Saved entries
Content starts

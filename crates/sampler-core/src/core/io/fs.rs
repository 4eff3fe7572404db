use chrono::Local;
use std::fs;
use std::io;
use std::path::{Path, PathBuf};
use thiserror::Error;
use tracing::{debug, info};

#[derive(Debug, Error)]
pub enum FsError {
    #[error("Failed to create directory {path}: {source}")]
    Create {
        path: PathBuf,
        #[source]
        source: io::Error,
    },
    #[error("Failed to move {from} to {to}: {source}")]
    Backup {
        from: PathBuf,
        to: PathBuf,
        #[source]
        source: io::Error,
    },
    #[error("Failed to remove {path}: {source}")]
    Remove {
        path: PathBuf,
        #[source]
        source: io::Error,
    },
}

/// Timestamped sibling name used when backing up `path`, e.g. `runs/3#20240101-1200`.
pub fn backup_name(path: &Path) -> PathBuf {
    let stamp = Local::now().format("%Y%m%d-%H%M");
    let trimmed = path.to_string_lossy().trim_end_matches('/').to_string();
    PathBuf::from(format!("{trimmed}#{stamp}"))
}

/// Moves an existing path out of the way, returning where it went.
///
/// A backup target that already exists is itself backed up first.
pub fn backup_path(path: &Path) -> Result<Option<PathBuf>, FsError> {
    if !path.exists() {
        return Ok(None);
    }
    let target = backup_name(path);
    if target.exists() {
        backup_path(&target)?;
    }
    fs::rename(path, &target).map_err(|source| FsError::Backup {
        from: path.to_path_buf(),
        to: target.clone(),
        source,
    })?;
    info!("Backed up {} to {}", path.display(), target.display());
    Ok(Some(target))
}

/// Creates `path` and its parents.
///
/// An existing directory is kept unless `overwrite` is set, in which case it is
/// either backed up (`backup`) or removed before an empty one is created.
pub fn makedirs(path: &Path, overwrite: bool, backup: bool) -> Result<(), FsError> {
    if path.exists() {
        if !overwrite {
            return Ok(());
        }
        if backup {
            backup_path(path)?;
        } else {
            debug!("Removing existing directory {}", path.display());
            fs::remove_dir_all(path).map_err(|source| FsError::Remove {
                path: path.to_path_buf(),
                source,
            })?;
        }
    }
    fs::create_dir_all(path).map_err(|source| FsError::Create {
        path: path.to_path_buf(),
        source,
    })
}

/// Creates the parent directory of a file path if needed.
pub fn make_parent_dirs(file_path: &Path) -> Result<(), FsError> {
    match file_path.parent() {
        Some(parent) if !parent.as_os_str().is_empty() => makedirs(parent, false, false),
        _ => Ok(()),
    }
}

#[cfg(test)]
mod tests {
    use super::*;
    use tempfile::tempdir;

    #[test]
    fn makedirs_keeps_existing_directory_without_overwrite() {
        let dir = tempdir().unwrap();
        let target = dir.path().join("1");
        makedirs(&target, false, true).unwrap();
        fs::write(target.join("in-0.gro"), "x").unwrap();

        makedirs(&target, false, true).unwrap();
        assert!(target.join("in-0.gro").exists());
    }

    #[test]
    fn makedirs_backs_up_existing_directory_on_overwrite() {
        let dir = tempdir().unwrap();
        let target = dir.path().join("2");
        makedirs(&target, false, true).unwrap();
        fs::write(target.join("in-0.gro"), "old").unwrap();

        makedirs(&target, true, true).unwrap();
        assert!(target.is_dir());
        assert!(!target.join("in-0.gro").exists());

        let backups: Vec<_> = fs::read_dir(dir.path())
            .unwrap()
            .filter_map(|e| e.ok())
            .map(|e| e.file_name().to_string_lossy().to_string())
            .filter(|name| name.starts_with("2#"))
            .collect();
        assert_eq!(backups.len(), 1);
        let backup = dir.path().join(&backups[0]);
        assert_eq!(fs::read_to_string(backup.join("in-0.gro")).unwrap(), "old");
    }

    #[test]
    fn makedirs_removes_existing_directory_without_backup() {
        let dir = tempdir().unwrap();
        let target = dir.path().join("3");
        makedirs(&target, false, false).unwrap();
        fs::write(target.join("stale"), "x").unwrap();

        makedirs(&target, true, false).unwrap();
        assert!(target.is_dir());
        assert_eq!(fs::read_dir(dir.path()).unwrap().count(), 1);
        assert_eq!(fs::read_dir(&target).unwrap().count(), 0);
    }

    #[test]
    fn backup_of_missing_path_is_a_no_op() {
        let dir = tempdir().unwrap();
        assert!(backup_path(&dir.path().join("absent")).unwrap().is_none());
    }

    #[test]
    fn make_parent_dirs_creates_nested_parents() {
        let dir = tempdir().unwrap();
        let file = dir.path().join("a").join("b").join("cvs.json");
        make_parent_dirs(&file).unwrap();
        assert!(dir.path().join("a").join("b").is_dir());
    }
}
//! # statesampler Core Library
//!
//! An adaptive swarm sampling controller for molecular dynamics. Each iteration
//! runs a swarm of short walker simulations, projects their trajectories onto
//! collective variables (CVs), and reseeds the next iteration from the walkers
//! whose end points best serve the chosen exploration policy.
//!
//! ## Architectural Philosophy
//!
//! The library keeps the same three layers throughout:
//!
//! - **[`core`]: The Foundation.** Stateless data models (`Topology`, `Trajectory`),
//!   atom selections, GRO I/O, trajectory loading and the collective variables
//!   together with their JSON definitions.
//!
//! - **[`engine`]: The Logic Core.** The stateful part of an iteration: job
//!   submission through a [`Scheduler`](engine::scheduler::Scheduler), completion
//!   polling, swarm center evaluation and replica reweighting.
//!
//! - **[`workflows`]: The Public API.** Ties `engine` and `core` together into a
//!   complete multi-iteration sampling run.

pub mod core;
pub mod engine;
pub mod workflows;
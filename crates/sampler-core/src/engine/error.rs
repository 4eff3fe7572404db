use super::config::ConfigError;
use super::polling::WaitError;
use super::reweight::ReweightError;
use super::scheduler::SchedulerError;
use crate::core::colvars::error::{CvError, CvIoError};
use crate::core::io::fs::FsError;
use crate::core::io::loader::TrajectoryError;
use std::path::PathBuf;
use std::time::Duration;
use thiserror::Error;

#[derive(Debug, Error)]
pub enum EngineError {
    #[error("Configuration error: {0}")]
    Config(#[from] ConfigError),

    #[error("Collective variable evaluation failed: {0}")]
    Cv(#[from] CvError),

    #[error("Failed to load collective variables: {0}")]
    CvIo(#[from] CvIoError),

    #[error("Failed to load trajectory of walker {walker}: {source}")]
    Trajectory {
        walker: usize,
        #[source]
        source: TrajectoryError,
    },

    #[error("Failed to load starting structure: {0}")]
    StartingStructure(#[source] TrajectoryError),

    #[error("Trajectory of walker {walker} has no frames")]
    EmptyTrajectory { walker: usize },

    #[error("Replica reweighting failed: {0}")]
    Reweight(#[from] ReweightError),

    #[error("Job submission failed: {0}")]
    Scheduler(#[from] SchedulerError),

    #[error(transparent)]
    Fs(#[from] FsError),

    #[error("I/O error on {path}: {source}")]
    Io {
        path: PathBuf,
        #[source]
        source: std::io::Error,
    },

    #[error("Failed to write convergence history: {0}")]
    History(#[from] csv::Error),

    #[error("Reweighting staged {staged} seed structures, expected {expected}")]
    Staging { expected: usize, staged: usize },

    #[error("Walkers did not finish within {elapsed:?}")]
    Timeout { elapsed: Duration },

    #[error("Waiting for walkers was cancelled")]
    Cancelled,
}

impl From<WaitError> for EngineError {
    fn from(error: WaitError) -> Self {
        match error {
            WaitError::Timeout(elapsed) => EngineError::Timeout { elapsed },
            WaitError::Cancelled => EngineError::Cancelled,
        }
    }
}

Content ends

▸ Work to complete:
Please copy the lines above from the line with "backed up first." up to and including the line with "path if needed.", exactly as written and with nothing else.

▸ The answer:
/// A backup target that already exists is itself backed up first.
pub fn backup_path(path: &Path) -> Result<Option<PathBuf>, FsError> {
    if !path.exists() {
        return Ok(None);
    }
    let target = backup_name(path);
    if target.exists() {
        backup_path(&target)?;
    }
    fs::rename(path, &target).map_err(|source| FsError::Backup {
        from: path.to_path_buf(),
        to: target.clone(),
        source,
    })?;
    info!("Backed up {} to {}", path.display(), target.display());
    Ok(Some(target))
}

/// Creates `path` and its parents.
///
/// An existing directory is kept unless `overwrite` is set, in which case it is
/// either backed up (`backup`) or removed before an empty one is created.
pub fn makedirs(path: &Path, overwrite: bool, backup: bool) -> Result<(), FsError> {
    if path.exists() {
        if !overwrite {
            return Ok(());
        }
        if backup {
            backup_path(path)?;
        } else {
            debug!("Removing existing directory {}", path.display());
            fs::remove_dir_all(path).map_err(|source| FsError::Remove {
                path: path.to_path_buf(),
                source,
            })?;
        }
    }
    fs::create_dir_all(path).map_err(|source| FsError::Create {
        path: path.to_path_buf(),
        source,
    })
}

/// Creates the parent directory of a file path if needed.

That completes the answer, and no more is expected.